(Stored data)
'''

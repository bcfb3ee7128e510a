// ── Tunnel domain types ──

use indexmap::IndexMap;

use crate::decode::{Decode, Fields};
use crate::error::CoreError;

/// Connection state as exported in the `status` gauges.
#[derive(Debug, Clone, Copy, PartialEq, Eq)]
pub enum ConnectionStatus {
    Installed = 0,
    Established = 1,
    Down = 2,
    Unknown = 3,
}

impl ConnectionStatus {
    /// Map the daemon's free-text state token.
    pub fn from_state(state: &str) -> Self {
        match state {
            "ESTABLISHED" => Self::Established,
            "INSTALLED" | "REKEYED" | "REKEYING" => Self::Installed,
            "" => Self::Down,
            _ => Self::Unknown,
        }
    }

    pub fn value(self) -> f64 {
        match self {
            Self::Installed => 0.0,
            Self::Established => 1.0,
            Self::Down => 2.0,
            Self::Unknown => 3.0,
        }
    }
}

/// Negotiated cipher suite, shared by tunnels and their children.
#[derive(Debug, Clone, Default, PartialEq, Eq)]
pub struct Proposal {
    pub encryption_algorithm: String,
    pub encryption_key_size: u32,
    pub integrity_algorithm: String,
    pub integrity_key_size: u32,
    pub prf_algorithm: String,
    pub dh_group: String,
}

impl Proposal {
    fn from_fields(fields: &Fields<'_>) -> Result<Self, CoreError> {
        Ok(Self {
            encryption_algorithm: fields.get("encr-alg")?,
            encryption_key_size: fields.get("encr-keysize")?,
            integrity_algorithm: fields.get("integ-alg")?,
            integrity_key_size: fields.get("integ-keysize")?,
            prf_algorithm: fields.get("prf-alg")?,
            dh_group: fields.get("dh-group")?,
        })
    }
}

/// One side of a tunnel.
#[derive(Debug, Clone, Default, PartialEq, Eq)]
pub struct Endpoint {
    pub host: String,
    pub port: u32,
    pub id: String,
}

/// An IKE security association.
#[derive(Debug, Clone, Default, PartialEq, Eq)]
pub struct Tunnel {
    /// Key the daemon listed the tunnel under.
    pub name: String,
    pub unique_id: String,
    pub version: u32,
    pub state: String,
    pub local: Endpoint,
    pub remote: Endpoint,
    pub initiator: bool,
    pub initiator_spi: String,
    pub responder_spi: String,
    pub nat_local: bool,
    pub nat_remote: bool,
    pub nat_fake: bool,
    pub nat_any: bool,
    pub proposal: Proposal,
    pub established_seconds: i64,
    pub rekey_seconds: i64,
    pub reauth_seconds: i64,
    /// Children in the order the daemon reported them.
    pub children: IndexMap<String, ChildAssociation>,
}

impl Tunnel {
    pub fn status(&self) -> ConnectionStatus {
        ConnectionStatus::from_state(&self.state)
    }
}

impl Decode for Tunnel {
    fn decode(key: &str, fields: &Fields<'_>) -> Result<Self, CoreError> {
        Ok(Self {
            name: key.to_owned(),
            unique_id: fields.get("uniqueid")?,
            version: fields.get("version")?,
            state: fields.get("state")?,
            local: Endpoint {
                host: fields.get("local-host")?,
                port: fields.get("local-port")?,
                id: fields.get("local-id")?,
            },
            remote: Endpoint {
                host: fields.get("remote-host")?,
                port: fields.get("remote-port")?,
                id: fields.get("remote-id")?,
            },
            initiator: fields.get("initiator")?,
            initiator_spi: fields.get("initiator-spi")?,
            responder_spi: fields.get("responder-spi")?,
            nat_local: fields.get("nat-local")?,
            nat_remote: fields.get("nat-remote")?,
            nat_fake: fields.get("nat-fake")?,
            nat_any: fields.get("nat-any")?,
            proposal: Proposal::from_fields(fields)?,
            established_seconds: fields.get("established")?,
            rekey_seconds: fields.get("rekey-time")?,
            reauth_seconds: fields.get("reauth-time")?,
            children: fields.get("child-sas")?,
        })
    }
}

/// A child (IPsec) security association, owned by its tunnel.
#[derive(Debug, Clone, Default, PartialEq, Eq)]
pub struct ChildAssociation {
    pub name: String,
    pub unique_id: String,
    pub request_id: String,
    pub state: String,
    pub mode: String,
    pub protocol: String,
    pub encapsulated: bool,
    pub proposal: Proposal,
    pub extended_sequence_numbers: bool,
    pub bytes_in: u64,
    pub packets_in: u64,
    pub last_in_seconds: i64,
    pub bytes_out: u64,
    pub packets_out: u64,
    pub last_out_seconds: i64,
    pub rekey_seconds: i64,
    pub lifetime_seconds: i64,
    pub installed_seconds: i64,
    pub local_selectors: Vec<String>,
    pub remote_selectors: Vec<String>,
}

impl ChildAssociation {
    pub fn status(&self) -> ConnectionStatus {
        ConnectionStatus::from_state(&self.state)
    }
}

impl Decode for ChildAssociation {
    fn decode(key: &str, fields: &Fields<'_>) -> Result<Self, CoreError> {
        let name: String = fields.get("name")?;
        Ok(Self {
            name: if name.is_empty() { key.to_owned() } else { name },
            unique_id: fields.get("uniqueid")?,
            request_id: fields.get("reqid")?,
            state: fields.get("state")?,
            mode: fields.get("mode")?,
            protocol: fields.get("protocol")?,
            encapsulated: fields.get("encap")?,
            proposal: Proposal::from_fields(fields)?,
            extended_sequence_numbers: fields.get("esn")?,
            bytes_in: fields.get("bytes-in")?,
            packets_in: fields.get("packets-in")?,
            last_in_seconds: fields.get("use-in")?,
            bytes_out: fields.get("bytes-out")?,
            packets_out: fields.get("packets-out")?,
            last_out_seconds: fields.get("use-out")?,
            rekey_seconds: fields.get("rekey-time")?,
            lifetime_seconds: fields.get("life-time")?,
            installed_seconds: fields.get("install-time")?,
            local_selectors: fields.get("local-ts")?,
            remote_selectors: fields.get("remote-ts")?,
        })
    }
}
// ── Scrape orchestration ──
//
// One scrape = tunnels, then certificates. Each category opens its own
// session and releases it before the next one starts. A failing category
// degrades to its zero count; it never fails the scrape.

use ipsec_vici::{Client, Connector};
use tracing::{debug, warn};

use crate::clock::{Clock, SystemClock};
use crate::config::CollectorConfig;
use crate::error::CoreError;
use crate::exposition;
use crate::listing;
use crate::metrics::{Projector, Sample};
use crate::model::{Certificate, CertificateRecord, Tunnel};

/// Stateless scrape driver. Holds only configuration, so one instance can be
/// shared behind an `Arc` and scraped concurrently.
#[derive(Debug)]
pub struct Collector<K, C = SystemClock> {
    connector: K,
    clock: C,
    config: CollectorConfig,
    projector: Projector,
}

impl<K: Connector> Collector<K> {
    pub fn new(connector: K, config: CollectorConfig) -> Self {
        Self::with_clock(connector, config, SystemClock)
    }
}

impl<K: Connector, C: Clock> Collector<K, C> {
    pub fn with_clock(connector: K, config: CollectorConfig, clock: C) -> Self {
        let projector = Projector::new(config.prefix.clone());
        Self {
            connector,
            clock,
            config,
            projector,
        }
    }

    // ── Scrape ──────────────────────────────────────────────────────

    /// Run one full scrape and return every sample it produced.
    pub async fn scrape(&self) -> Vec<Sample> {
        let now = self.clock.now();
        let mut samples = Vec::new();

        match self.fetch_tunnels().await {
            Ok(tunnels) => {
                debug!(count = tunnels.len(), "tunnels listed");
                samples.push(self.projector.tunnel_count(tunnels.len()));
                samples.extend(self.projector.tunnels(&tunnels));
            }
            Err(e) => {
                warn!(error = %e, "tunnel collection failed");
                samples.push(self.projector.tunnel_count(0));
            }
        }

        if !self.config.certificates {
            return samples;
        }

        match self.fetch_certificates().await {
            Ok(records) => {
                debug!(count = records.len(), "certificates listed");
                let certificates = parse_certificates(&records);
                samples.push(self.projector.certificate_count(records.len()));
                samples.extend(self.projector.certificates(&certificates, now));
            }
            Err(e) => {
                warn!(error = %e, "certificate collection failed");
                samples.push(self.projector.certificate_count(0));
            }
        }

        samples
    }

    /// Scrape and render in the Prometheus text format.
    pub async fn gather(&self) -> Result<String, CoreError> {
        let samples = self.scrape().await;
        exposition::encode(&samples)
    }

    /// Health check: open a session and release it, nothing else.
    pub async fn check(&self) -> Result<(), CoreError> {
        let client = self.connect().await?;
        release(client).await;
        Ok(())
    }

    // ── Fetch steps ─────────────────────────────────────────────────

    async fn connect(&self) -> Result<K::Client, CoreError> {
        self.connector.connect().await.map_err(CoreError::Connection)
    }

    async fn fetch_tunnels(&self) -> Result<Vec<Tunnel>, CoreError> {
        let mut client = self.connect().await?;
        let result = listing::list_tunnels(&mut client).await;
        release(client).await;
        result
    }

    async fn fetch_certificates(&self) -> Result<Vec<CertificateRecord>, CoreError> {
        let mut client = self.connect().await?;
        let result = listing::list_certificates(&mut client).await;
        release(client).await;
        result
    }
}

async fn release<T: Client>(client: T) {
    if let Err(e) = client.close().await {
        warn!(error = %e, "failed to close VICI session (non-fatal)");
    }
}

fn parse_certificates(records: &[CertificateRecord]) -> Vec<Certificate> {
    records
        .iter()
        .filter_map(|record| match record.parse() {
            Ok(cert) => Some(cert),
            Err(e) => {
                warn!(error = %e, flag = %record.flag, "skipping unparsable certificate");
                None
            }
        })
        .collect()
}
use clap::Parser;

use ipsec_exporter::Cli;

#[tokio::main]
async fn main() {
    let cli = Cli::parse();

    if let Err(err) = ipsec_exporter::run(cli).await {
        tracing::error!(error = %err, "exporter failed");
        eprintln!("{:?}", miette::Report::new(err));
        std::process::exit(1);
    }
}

'''

:: EXERCISE AIM ::
Output, from the data above, the lines from the line with "Connection state as" to the line with "free-text state token." exactly as they stand, both ends included and nothing else.

:: SOLVED PROBLEM ::
/// Connection state as exported in the `status` gauges.
#[derive(Debug, Clone, Copy, PartialEq, Eq)]
pub enum ConnectionStatus {
    Installed = 0,
    Established = 1,
    Down = 2,
    Unknown = 3,
}

impl ConnectionStatus {
    /// Map the daemon's free-text state token.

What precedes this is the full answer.